Because on the stunning gloominess of “Amsterdam”, she describes a night that is at first innocent but then turns into pain and possibly tragedy. Kruger fleetingly sings, “You lose the thing that you love / I don’t want the sun to split up the night / You are all of the light that I want to see.” The song then turns, as the guitars rise and a wonderful wall of Gothic intensity forms. Despite it all, Kruger cannot let go, as she reveals on the deliciously devouring, “Autobiography of an Evening”. Dark yet breathtakingly cinematic, the track is as hypnotic as a bonfire searing in the still night. Kruger’s voice, meanwhile, is both calm yet ominous, and she sounds like she is about to enter a life where night exists for eternity. That she is the sacrifice so that another person can feel power and liberation.
“The smallest hurricane
Has slipped between my lungs
Won’t you help me get it out
With a blade a breath a tongue
Let’s suck all the light
From the core of the night”
This theme of sacrifice is repeated on the slow stuttering of “Hold You Back”. As the song patiently builds, Kruger realizes that to love is to let go. She repeats, “Never wanna be the one / To hold you back”. The yearning to be held, to be wanted, though, eats away at her. On the cleverly-titled and pensive “Iscariot”, Kruger reveals how that person remains in her thoughts. But to win her back, will she break promises, which includes betraying others? Or will she ignore her deepest desires and, thus, betray herself?

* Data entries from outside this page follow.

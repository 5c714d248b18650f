//! CLI Adapter
//!
//! Command-line interface for the GEX engine.
//! Uses clap derive macros for argument parsing.

mod commands;
mod output;

pub use commands::{AnalyzeCmd, CliApp, Command, HistoryCmd, OutputFormat, ProfileCmd};
pub use output::{fmt_dollars, render_history, render_profile};

use anyhow::Result;

/// Initialize the CLI application
pub fn init() -> CliApp {
    use clap::Parser;
    CliApp::parse()
}

/// Execute the CLI command
pub async fn execute(app: CliApp) -> Result<()> {
    commands::execute(app).await
}
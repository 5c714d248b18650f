//! Key-Value Store Adapters
//!
//! - `MemoryStore`: process-local TTL map
//! - `FileStore`: JSON document on disk, used by the CLI

mod memory;
mod file;

pub use memory::{MemoryStore, StoreEntry};
pub use file::{FileStore, DEFAULT_STORE_FILE};
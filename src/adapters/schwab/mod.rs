//! Schwab Adapter
//!
//! Implementation of the MarketDataPort against the Schwab market data API.
//! Chains arrive in the `callExpDateMap` / `putExpDateMap` shape consumed by
//! `analytics::normalizer`.

mod client;
mod quote;

pub use client::{SchwabClient, SchwabConfig};
pub use quote::parse_quote;
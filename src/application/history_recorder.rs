//! IV History Recorder
//!
//! Appends each profile's summary IVs to a bounded log per (symbol,
//! exchange day) held in the key-value store. Read-modify-write without
//! locking: concurrent writers for the same key are last-writer-wins, and a
//! lost sample is acceptable for this telemetry.

use chrono::{DateTime, Utc};
use chrono_tz::Tz;

use crate::domain::{
    exchange_day, history_key, GexProfile, IvHistoryLog, IvHistoryRecord, DEFAULT_HISTORY_CAP,
    DEFAULT_HISTORY_TTL_SECS,
};
use crate::ports::{KeyValueStore, StoreError};

/// Recorder settings
#[derive(Debug, Clone, PartialEq)]
pub struct HistorySettings {
    /// Records kept per (symbol, day)
    pub cap: usize,
    /// Store expiry for a day's log
    pub ttl_seconds: u64,
    /// Time zone that defines the exchange calendar day
    pub timezone: Tz,
}

impl Default for HistorySettings {
    fn default() -> Self {
        Self {
            cap: DEFAULT_HISTORY_CAP,
            ttl_seconds: DEFAULT_HISTORY_TTL_SECS,
            timezone: chrono_tz::America::New_York,
        }
    }
}

/// Day-scoped IV history on top of a key-value store
#[derive(Debug, Clone)]
pub struct HistoryRecorder<S> {
    store: S,
    settings: HistorySettings,
}

impl<S: KeyValueStore> HistoryRecorder<S> {
    pub fn new(store: S, settings: HistorySettings) -> Self {
        Self { store, settings }
    }

    pub fn settings(&self) -> &HistorySettings {
        &self.settings
    }

    pub fn store(&self) -> &S {
        &self.store
    }

    /// Store key for `symbol` on the exchange day containing `now`
    pub fn key_for(&self, symbol: &str, now: DateTime<Utc>) -> String {
        history_key(symbol, exchange_day(now, self.settings.timezone))
    }

    /// Append the profile's ATM / wall IVs and return the trimmed log
    pub async fn record(
        &self,
        symbol: &str,
        profile: &GexProfile,
        now: DateTime<Utc>,
    ) -> Result<IvHistoryLog, StoreError> {
        let key = self.key_for(symbol, now);
        let mut log = self.load(&key).await?;
        log.push(IvHistoryRecord::from_profile(profile, now, self.settings.timezone));

        let value = serde_json::to_string(log.records())
            .map_err(|e| StoreError::Serialization(e.to_string()))?;
        self.store.put(&key, value, self.settings.ttl_seconds).await?;

        tracing::debug!("IV history {}: {} records", key, log.len());
        Ok(log)
    }

    /// Records for `symbol` on the exchange day containing `now`, oldest first
    pub async fn read(
        &self,
        symbol: &str,
        now: DateTime<Utc>,
    ) -> Result<Vec<IvHistoryRecord>, StoreError> {
        let key = self.key_for(symbol, now);
        Ok(self.load(&key).await?.into_records())
    }

    async fn load(&self, key: &str) -> Result<IvHistoryLog, StoreError> {
        let Some(raw) = self.store.get(key).await? else {
            return Ok(IvHistoryLog::new(self.settings.cap));
        };

        match serde_json::from_str::<Vec<IvHistoryRecord>>(&raw) {
            Ok(records) => Ok(IvHistoryLog::from_records(records, self.settings.cap)),
            Err(e) => {
                tracing::warn!("Discarding unreadable IV history at {}: {}", key, e);
                Ok(IvHistoryLog::new(self.settings.cap))
            }
        }
    }
}
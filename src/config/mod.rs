//! Configuration Module
//!
//! Loads and validates configuration from TOML files.

pub mod loader;

pub use loader::{
    Config, ConfigError, EngineSection, HistorySection, ProviderSection, StoreSection,
    load_config, MAX_HISTORY_CAP,
};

Love, however, cannot be easily set aside. The beautifully morbid “Escape” sees Kruger fall further into the endless rabbit hold of despair and want. Her words are poetic yet vivid, as if she is writing a screenplay.
“Hold the wound under the water
Count to ten then breathe again
Lover once I was a daughter
Towards something more than”
Like the movies, there is a happy ending – or more like the possibility of one. On the LP’s closer, “Unpack”, Lucy Kruger & The Lost Boys set aside the dark, Gothic tones and deliver the equivalent of a lullaby. Mystery, however, still lurks behind every corner. For all we know, Lucy is still lost inside a memory, inside a thought. She leaves one lasting mark when she sings:
“When I’m here inside your room
It’s everything I choose
I’ve everything to lose
Fuck I’m so in love with you”
These are fitting words to an album that is absorbed in obsession and want. And for an album that will have listeners lusting to hear more from one of Europe’s most underrated talents.